Noah est meurtri par son récent divorce avec la mère de Maya (Dagmara Domincyzk), attristé par la décision de son mentor de prendre sa retraite de la clinique financièrement précaire (Sam Waterston), et nous apprenons plus tard qu’il pleure la perte inexplicable mais apparemment tragique de son père. Mais il est tellement habitué à refouler ses problèmes pour pouvoir garder un œil vigilant sur Maya qu’une relation romantique compliquée avec Rebecca semble plus que ce qu’il peut gérer.
Dès que Maya sort de l’équation pour un programme d’études d’été à Stanford, Noah s’effondre, littéralement incapable de se relever et même de sortir de l’aéroport pendant ce qui semble être des jours.
Rebecca a ses propres problèmes et incertitudes — ses parents (Jessica Harper et Jeffrey DeMunn) vieillissent ; son amie Sophie (Tien Tran) lui dit qu’elle a travaillé trop dur pour trouver sa place dans la politique de D.C. pour enseigner au lycée ; son histoire avec Noah est loin d’être parfaite.
L’amour entre le couple central ne fait jamais de doute, mais l’hésitation fait une grande partie de ce drame romantique. Lambert a une vision claire et percutante des protections émotionnelles que les gens mettent en place pour se protéger du désordre des relations. Mais le film plaide aussi pour prendre des risques, pour laisser les portes ouvertes et donner une chance à l’amour. La longue scène finale, mélancolique mais belle, à nouveau cadrée d’une distance détachée, cette fois dans une lumière tamisée, encapsule ce sens d’espoir avec une délicatesse plaisante.

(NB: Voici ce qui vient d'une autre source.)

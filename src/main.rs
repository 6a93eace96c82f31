use anyhow::Result;
use clap::Parser;
use tracing::{error, info};

use rcontail::cli::{Cli, Command};
use rcontail::config::{self, types::AppConfig};
use rcontail::logging::setup_logging;

fn main() -> Result<()> {
    let cli = Cli::parse();

    match &cli.command {
        Some(Command::CheckConfig) => {
            let cfg = load(&cli)?;
            println!("Configuration is valid.");
            println!("  Servers: {}", cfg.servers.len());
            for server in &cfg.servers {
                println!("    {} -> {}:{}", server.name, server.host, server.port);
            }
            let keywords = cfg.polling.effective_keywords();
            println!(
                "  Keywords: {}",
                keywords
                    .iter()
                    .map(|k| if k.is_empty() { "(all)" } else { k.as_str() })
                    .collect::<Vec<_>>()
                    .join(", ")
            );
            println!("  Database sink: {}", cfg.sinks.database.enabled);
            println!("  File sink: {}", cfg.sinks.file.enabled);
            return Ok(());
        }
        Some(Command::HealthCheck {
            host,
            port,
            timeout,
        }) => {
            use std::net::{TcpStream, ToSocketAddrs};
            use std::time::Duration;

            let addr = format!("{}:{}", host, port);
            let resolved = addr
                .to_socket_addrs()
                .ok()
                .and_then(|mut addrs| addrs.next());
            let Some(resolved) = resolved else {
                eprintln!("FAIL: cannot resolve {}", addr);
                std::process::exit(1);
            };
            match TcpStream::connect_timeout(&resolved, Duration::from_secs(*timeout)) {
                Ok(_) => {
                    println!("OK: {} is reachable", addr);
                    return Ok(());
                }
                Err(e) => {
                    eprintln!("FAIL: {} is not reachable: {}", addr, e);
                    std::process::exit(1);
                }
            }
        }
        Some(Command::Init { output }) => {
            if output.exists() {
                anyhow::bail!("refusing to overwrite existing file: {}", output.display());
            }
            std::fs::write(output, config::sample_config())?;
            eprintln!("Configuration written to: {}", output.display());
            eprintln!();
            eprintln!("Edit the server entries, then start with:");
            eprintln!("  rcontail -c {}", output.display());
            return Ok(());
        }
        None => {}
    }

    let cfg = load(&cli)?;

    let level = cli
        .log_level
        .clone()
        .unwrap_or_else(|| cfg.logging.level.to_string());
    setup_logging(&level, cfg.logging.format);

    info!(
        version = env!("CARGO_PKG_VERSION"),
        servers = cfg.servers.len(),
        "Starting rcontail"
    );

    let rt = tokio::runtime::Runtime::new()?;
    rt.block_on(async {
        if let Err(e) = rcontail::supervisor::run(cfg).await {
            error!(error = %e, "Collector error");
            std::process::exit(1);
        }
    });

    Ok(())
}

/// Load configuration: the file when it exists, otherwise environment mode.
fn load(cli: &Cli) -> Result<AppConfig> {
    if cli.config.exists() {
        config::load_config(&cli.config)
    } else if config::env::can_build_from_env() {
        let cfg = config::env::build_config_from_env()?;
        config::validate_config(&cfg)?;
        Ok(cfg)
    } else {
        anyhow::bail!(
            "no configuration: {} does not exist and RCONTAIL_SERVER_0_NAME is not set \
             (run `rcontail init` to generate a sample config)",
            cli.config.display()
        )
    }
}
use std::time::Duration;
use thiserror::Error;

/// Protocol-level failures of an RCON session.
///
/// The polling worker treats every variant the same way (log, back off,
/// redo the full handshake), but keeping them distinct makes the log lines
/// say what actually went wrong.
#[derive(Debug, Error)]
pub enum RconError {
    #[error("connect failed: {0}")]
    Connect(#[source] std::io::Error),

    #[error("no response within {0:?}")]
    Timeout(Duration),

    #[error("protocol error: {0}")]
    Protocol(String),

    #[error("authentication rejected by server")]
    AuthRejected,

    #[error("i/o error: {0}")]
    Io(#[from] std::io::Error),
}

pub type Result<T> = std::result::Result<T, RconError>;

Le DP Dustin Lane a filmé Carousel en 35 mm dans ce qui semble être le format académique boxy, baigné dans une lumière douce. Les visuels renforcent l’intimité du drame. Lambert montre une attention particulière aux détails de la vie quotidienne qui façonnent les manières dont les gens se connectent et communiquent. Retournant à la solitude comme thème central après Sometimes I Think About Death, la réalisatrice a créé un film imparfait qui nécessite de la patience, mais qui finit par livrer ses promesses, en grande partie grâce au travail sensible de trois excellents acteurs.
Pas depuis Hell or High Water, Pine n’a pas transmis une telle profondeur de sentiment, une telle tristesse corrosive. La Rebecca de Slate a d’abord un aspect fragile mais révèle lentement un désir qui la pousse à questionner ses choix. Et Fortson, qui a été une découverte éclatante dans Are You There God? It’s Me, Margaret, est en train de mûrir en une actrice de premier ordre, alternativement déchirante et résiliente.